In Example 6, “B-2” was used as the composition of the overcoat layer 3, and since it was not urethane acrylate, it is considered that the scratch resistance was somewhat lower than in other examples.
Moreover, although Example 7 uses "A-2" as a resin solution, since the dispersibility of the silver nanoparticle is good like "A-1", the adhesion is particularly excellent.

  As described above, the UV curable resin composition containing the coated silver nanoparticles in the present invention can produce a functional film having optical characteristics peculiar to silver nanoparticles or a coating film having metallic luster, depending on the application.

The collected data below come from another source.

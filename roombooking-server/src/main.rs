use crate::commandline::Commandline;
use crate::error::RoomBookingError;
use clap::Parser;

mod admin;
mod availability;
mod booking;
mod commandline;
mod configuration;
mod context;
mod database;
mod error;
mod room;
mod seed;
mod server;
mod types;
mod utils;

#[tokio::main]
async fn main() -> Result<(), RoomBookingError> {
	let commandline = Commandline::parse();
	commandline.run().await
}
use crate::server::rest_api::error::ApiErrorResponse;
use axum::http::StatusCode;
use thiserror::Error;
use tracing::debug;

/// Why a request to a protected route was turned away, clients only ever see "Unauthorized".
#[derive(Error, Debug, PartialEq, Eq)]
pub enum AuthenticationFailedError {
	#[error("No bearer token in Authorization header")]
	MissingToken,
	#[error("Token is malformed, forged or expired")]
	InvalidToken,
	#[error("Token belongs to an unknown admin")]
	UnknownAdmin,
}

impl From<AuthenticationFailedError> for ApiErrorResponse {
	fn from(error: AuthenticationFailedError) -> Self {
		debug!("Rejected request: {error}");
		ApiErrorResponse::new("unauthorized", StatusCode::UNAUTHORIZED, "Unauthorized")
	}
}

The sintering temperature can be changed. Furthermore, in addition to the silver nanoparticles and the dispersant, the composition does not aggregate even when a resin component for increasing the film strength and adhesion to the substrate is added.

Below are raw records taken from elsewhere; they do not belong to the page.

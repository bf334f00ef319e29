use axum::Router;
use reqwest::{Method, RequestBuilder};
use std::net::{Ipv4Addr, SocketAddr, SocketAddrV4};
use std::time::Duration;

pub struct TestClient {
	server_handle: axum_server::Handle,
	client: reqwest::Client,
	server_address: SocketAddr,
	token: Option<String>,
}

impl TestClient {
	pub async fn new(router: Router) -> anyhow::Result<Self> {
		// NOTE: port 0 assigns a random available port
		let socket_address = SocketAddrV4::new(Ipv4Addr::LOCALHOST, 0);

		let (bind_address, handle) = loop {
			let handle = axum_server::Handle::new();
			let server = axum_server::Server::bind(socket_address.into()).handle(handle.clone());

			tokio::spawn(server.serve(router.clone().into_make_service()));

			if let Some(address) = handle.listening().await {
				break (address, handle);
			}
		};

		let client = reqwest::Client::builder()
			.connect_timeout(Duration::from_secs(10))
			.timeout(Duration::from_secs(30))
			.build()?;

		Ok(Self {
			server_handle: handle,
			client,
			server_address: bind_address,
			token: None,
		})
	}

	/// Sends the token as bearer authorization with every following request.
	pub fn authenticate(&mut self, token: impl Into<String>) {
		self.token = Some(token.into());
	}

	pub fn request(&self, method: Method, path: &str) -> RequestBuilder {
		let base_address = self.server_address;
		let path = path.trim_start_matches('/');
		let request = self.client.request(method, format!("http://{base_address}/{path}"));
		match &self.token {
			Some(token) => request.bearer_auth(token),
			None => request,
		}
	}

	pub fn get(&self, path: &str) -> RequestBuilder {
		self.request(Method::GET, path)
	}

	pub fn post(&self, path: &str) -> RequestBuilder {
		self.request(Method::POST, path)
	}

	pub fn patch(&self, path: &str) -> RequestBuilder {
		self.request(Method::PATCH, path)
	}

	pub fn delete(&self, path: &str) -> RequestBuilder {
		self.request(Method::DELETE, path)
	}
}

impl Drop for TestClient {
	fn drop(&mut self) {
		self.server_handle.graceful_shutdown(Some(Duration::from_secs(5)));
	}
}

DESCRIPTION OF SYMBOLS 1 ... Base material 2 ... Silver nanoparticle resin layer 3 ... Overcoat layer 4 ... Silver nanoparticle 5 ... Silver nanoparticle laminated film (or cured film)

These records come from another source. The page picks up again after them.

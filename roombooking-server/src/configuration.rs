use serde::Deserialize;
use std::fs::read_to_string;
use std::net::SocketAddr;
use std::path::Path;
use std::time::Duration;
use thiserror::Error;

#[derive(Clone, Debug, Deserialize, PartialEq)]
pub struct Configuration {
	#[serde(with = "socket_addr_deserializer")]
	pub address: SocketAddr,
	pub log_filters: String,
	pub database_url: String,
	pub jwt_secret: String,
	#[serde(with = "humantime_serde")]
	pub token_lifetime: Duration,
	#[serde(default)]
	pub seed_sample_data: bool,
	pub admin: AdminConfiguration,
}

/// The single staff account that is created on startup if it doesn't exist yet.
#[derive(Clone, Debug, Deserialize, PartialEq, Eq)]
pub struct AdminConfiguration {
	pub username: String,
	pub password: String,
}

impl Configuration {
	pub fn from_file(path: impl AsRef<Path>) -> Result<Configuration, ConfigurationError> {
		let text = read_to_string(path)?;

		Ok(Configuration::try_from(text.as_str())?)
	}
}

impl TryFrom<&str> for Configuration {
	type Error = toml::de::Error;

	fn try_from(text: &str) -> Result<Self, Self::Error> {
		toml::from_str(text)
	}
}

#[derive(Error, Debug)]
pub enum ConfigurationError {
	#[error("Failed to deserialize with error: {0}")]
	DeserializationError(#[from] toml::de::Error),
	#[error("IO operation failed: {0}")]
	IoError(#[from] std::io::Error),
}

// See https://serde.rs/custom-date-format.html
mod socket_addr_deserializer {
	use serde::{self, Deserialize, Deserializer};
	use std::net::SocketAddr;
	use std::str::FromStr;

	pub fn deserialize<'deserializer, D>(deserializer: D) -> Result<SocketAddr, D::Error>
	where
		D: Deserializer<'deserializer>,
	{
		let string = String::deserialize(deserializer)?;
		SocketAddr::from_str(string.as_str()).map_err(serde::de::Error::custom)
	}
}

6 ... Silver nanoparticle laminate

Claims (7)

A substrate;
A resin layer formed on the substrate and containing silver nanoparticles;
A silver nanoparticle laminate comprising: an overcoat layer including a three-dimensional cross-linked structure formed on the resin layer containing the silver nanoparticles and obtained by irradiation with ionizing radiation. The silver nanoparticles are covered with protective molecules,
The silver nanoparticle laminate according to claim 1, wherein the protective molecule contains, as a main component, an alkyldiamine having a primary amino group and a tertiary amino group.   3. The silver according to claim 1, wherein the resin layer containing silver nanoparticles contains a copolymer of a solvent-soluble (meth) acrylic acid ester having a carboxy group in a side chain as a main component. 4. Nanoparticle laminate.   The silver nanoparticle laminate according to any one of claims 1 to 3, wherein the overcoat layer includes a resin having a three-dimensional cross-linked structure having a urethane bond.   The silver nanoparticle laminate according to any one of claims 1 to 4, wherein an average particle diameter of the silver nanoparticles is 30 nm or less. A silver nanoparticle resin layer composition comprising silver nanoparticles, a dispersion solvent, and a solvent-soluble (meth) acrylic acid ester copolymer having a carboxy group in the side chain is applied onto a substrate and dried. Forming a silver nanoparticle resin layer;
A composition for an overcoat layer containing a compound having at least two polymerizable unsaturated double bonds in the molecule, a photopolymerization initiator, and a solvent is applied onto the silver nanoparticle resin layer and dried. And a step of curing the overcoat layer composition to form an overcoat layer. A method for producing a silver nanoparticle laminate, comprising: A layer comprising a silver nanoparticle resin layer composition comprising a silver nanoparticle, a dispersion solvent, a solvent-soluble (meth) acrylic acid ester copolymer having a carboxy group in a side chain, and a molecule A step of simultaneously forming a layer comprising a composition for an overcoat layer containing at least two polymerizable unsaturated double bonds therein, a photopolymerization initiator, and a solvent in this order;
A step of simultaneously drying the layer made of the composition for a silver nanoparticle resin layer and the layer made of the composition for an overcoat layer;
And a step of curing the dried layer made of the composition for an overcoat layer to form an overcoat layer.